Wednesday, January 12, 2011

The Long Take

It took only took five seconds into this new decade before a new world record was set: On January 1, at 12:00:04 a.m., 6,939 tweets were sent within the space of one second in Japan.

No doubt a huge number of those messages were seasonal greetings to ring in the new year, but I'm old enough to remember a time when at the stroke of midnight on NYE, people would open their front doors and shout their good wishes to their neighbours from their porches. Who knew, in 1980, that in thirty years we would be able to reach people around the world with the same messages without leaving our sofas.

It is this great benefit of accessibility that gets obscured by those who criticize social media tools, like Twitter, for disseminating misinformation and degenerating the level of public discourse. (Of course, these phenomena are not the fault of the technology.)

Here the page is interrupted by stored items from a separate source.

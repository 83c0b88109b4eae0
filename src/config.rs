//! Configuration for a node

use std::{
    net::{Ipv4Addr, SocketAddr},
    path::{Path, PathBuf},
    time::Duration,
};

use anyhow::{Context, Result};
use serde::{Deserialize, Serialize};

use crate::{
    cache::MemoryCache,
    engine::EngineOptions,
    keys::KeyStoreConfig,
    peer::{Address, Topic},
    queue::QueueConfig,
    service::ServiceConfig,
};

const DEFAULT_ADDR: SocketAddr = SocketAddr::new(std::net::IpAddr::V4(Ipv4Addr::LOCALHOST), 7117);

/// Node configuration
///
/// The config is usually loaded from a file with [`Self::load`].
///
/// The struct also implements [`Default`] which creates a config suitable for local development
/// and testing.
#[derive(Debug, Clone, PartialEq, Eq, Serialize, Deserialize)]
#[serde(default)]
pub struct Config {
    /// Listen address of the HTTP API.
    pub addr: SocketAddr,
    /// Whether to serve the HTTP API at all.
    pub web_service: bool,
    /// Serve OpenMetrics on this address when set.
    pub metrics_addr: Option<SocketAddr>,
    /// An index to join at startup.
    pub index_hash: Option<Address>,
    /// Abort startup when `index_hash` cannot be loaded.
    pub fail_early: bool,
    /// Interval at which the current head is re-published.
    #[serde(with = "humantime_serde")]
    pub replicate_interval: Duration,
    /// Interval of the persist ticker.
    #[serde(with = "humantime_serde")]
    pub pulse: Duration,
    pub topics: Vec<Topic>,
    /// Number of requests run against the engine at the same time.
    pub api_concurrency: usize,
    #[serde(with = "humantime_serde")]
    pub request_timeout: Duration,
    /// Accept links from anyone instead of only the keys in `key_store`.
    pub public_server: bool,
    pub key_store: KeyStoreConfig,
    pub priority_queue: QueueConfig,
    pub cache: CacheConfig,
    pub memory_image: MemoryImageConfig,
}

#[derive(Debug, Clone, PartialEq, Eq, Serialize, Deserialize)]
#[serde(tag = "kind", rename_all = "snake_case")]
pub enum CacheConfig {
    /// Bounded in-memory caches.
    Memory {
        #[serde(default = "default_cache_capacity")]
        capacity: usize,
    },
    /// A redb database file.
    Persistent { path: PathBuf },
}

fn default_cache_capacity() -> usize {
    MemoryCache::DEFAULT_CAPACITY
}

#[derive(Debug, Clone, PartialEq, Eq, Serialize, Deserialize)]
#[serde(tag = "kind", rename_all = "snake_case")]
pub enum MemoryImageConfig {
    /// Kept for the lifetime of the process.
    Memory,
    /// A redb database file. May be the same file as the persistent cache.
    Persistent { path: PathBuf },
}

impl Default for Config {
    fn default() -> Self {
        let engine = EngineOptions::default();
        let service = ServiceConfig::default();
        Self {
            addr: DEFAULT_ADDR,
            web_service: true,
            metrics_addr: None,
            index_hash: None,
            fail_early: false,
            replicate_interval: engine.replicate_interval,
            pulse: engine.pulse,
            topics: vec![Topic::new("latticedb")],
            api_concurrency: service.api_concurrency,
            request_timeout: service.request_timeout,
            public_server: false,
            key_store: KeyStoreConfig::default(),
            priority_queue: service.queue,
            cache: CacheConfig::Memory {
                capacity: default_cache_capacity(),
            },
            memory_image: MemoryImageConfig::Memory,
        }
    }
}

impl Config {
    /// Load the config from a file.
    pub async fn load(path: impl AsRef<Path>) -> Result<Config> {
        let s = tokio::fs::read_to_string(path.as_ref())
            .await
            .with_context(|| format!("failed to read {}", path.as_ref().to_string_lossy()))?;
        let config: Config = toml::from_str(&s)
            .with_context(|| format!("failed to parse {}", path.as_ref().to_string_lossy()))?;
        Ok(config)
    }

    pub fn engine_options(&self) -> EngineOptions {
        EngineOptions {
            pulse: self.pulse,
            replicate_interval: self.replicate_interval,
            topics: self.topics.clone(),
            public_server: self.public_server,
            index_hash: self.index_hash.clone(),
            fail_early: self.fail_early,
        }
    }

    pub fn service_config(&self) -> ServiceConfig {
        ServiceConfig {
            api_concurrency: self.api_concurrency,
            queue: self.priority_queue.clone(),
            request_timeout: self.request_timeout,
        }
    }
}

#[cfg(test)]
mod tests {
    use super::*;
    use crate::api::RequestKind;

    #[test]
    fn parse_full() -> anyhow::Result<()> {
        let config: Config = toml::from_str(
            r#"
            addr = "0.0.0.0:8080"
            web_service = false
            metrics_addr = "127.0.0.1:9117"
            index_hash = "abc"
            fail_early = true
            replicate_interval = "10s"
            pulse = "250ms"
            topics = ["a", "b"]
            api_concurrency = 2
            request_timeout = "5s"
            public_server = true

            [key_store]
            public_keys = []

            [priority_queue]
            capacity = 16
            order = ["query", "reflect", "replicate"]

            [cache]
            kind = "persistent"
            path = "/tmp/lattice.redb"

            [memory_image]
            kind = "memory"
            "#,
        )?;
        assert_eq!(config.addr, "0.0.0.0:8080".parse()?);
        assert!(!config.web_service);
        assert_eq!(config.metrics_addr, Some("127.0.0.1:9117".parse()?));
        assert_eq!(config.pulse, Duration::from_millis(250));
        assert_eq!(
            config.cache,
            CacheConfig::Persistent {
                path: "/tmp/lattice.redb".into()
            }
        );

        let opts = config.engine_options();
        assert_eq!(opts.index_hash, Some(Address::new("abc")));
        assert_eq!(opts.topics, vec![Topic::new("a"), Topic::new("b")]);
        assert_eq!(opts.replicate_interval, Duration::from_secs(10));
        assert!(opts.public_server && opts.fail_early);

        let service = config.service_config();
        assert_eq!(service.api_concurrency, 2);
        assert_eq!(service.queue.capacity, 16);
        assert_eq!(service.queue.order[0], RequestKind::Query);
        Ok(())
    }

    #[test]
    fn empty_is_default() -> anyhow::Result<()> {
        let config: Config = toml::from_str("")?;
        assert_eq!(config, Config::default());
        let config: Config = toml::from_str("[cache]\nkind = \"memory\"")?;
        assert_eq!(
            config.cache,
            CacheConfig::Memory {
                capacity: MemoryCache::DEFAULT_CAPACITY
            }
        );
        Ok(())
    }

    #[test]
    fn default_roundtrips_through_toml() -> anyhow::Result<()> {
        let text = toml::to_string(&Config::default())?;
        let config: Config = toml::from_str(&text)?;
        assert_eq!(config, Config::default());
        Ok(())
    }
}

In a short article published recently in Wired, Clive Thompson proposes that in fact what we're seeing is not a degeneration of discourse, but a new way of organizing it. He argues that tools such as Twitter and Facebook are being used to share headlines, make brief statements of fact or spread short bits of gossip and the like, but that blogs are being used to publish in-depth analyses and reports. He calls this publishing style the long take (a nod to the long tail concept popularized by Chris Anderson.) The long take blog post has several benefits over traditional print media: it can reach a wider audience, its shelf-life is way longer than what magazines and newspapers could ever offer, and you don't have to be employed by a media outlet to make your voice heard. Anyone can publish. Oh, and it's generally free.

I'm not sure I totally agree that the 'middle take' is going the way of the dodo, but my experience of social media is in complete accord with his schema: headlines that are tweeted and texted point me in the direction of where I'd like to pursue further in-depth reading.

The point is that social media technologies are for sharing information. It's unlikely, for example, that a wikipedia entry would ever be used to substantiate a claim in a fact-based argumentative paper, but that's not what wikipedia is for. Its content is user-generated, so it's merely a starting point. It can give you an idea of what's already being talked about on a given topic. Verifying the information is up to the reader. Hasn't that always been the case?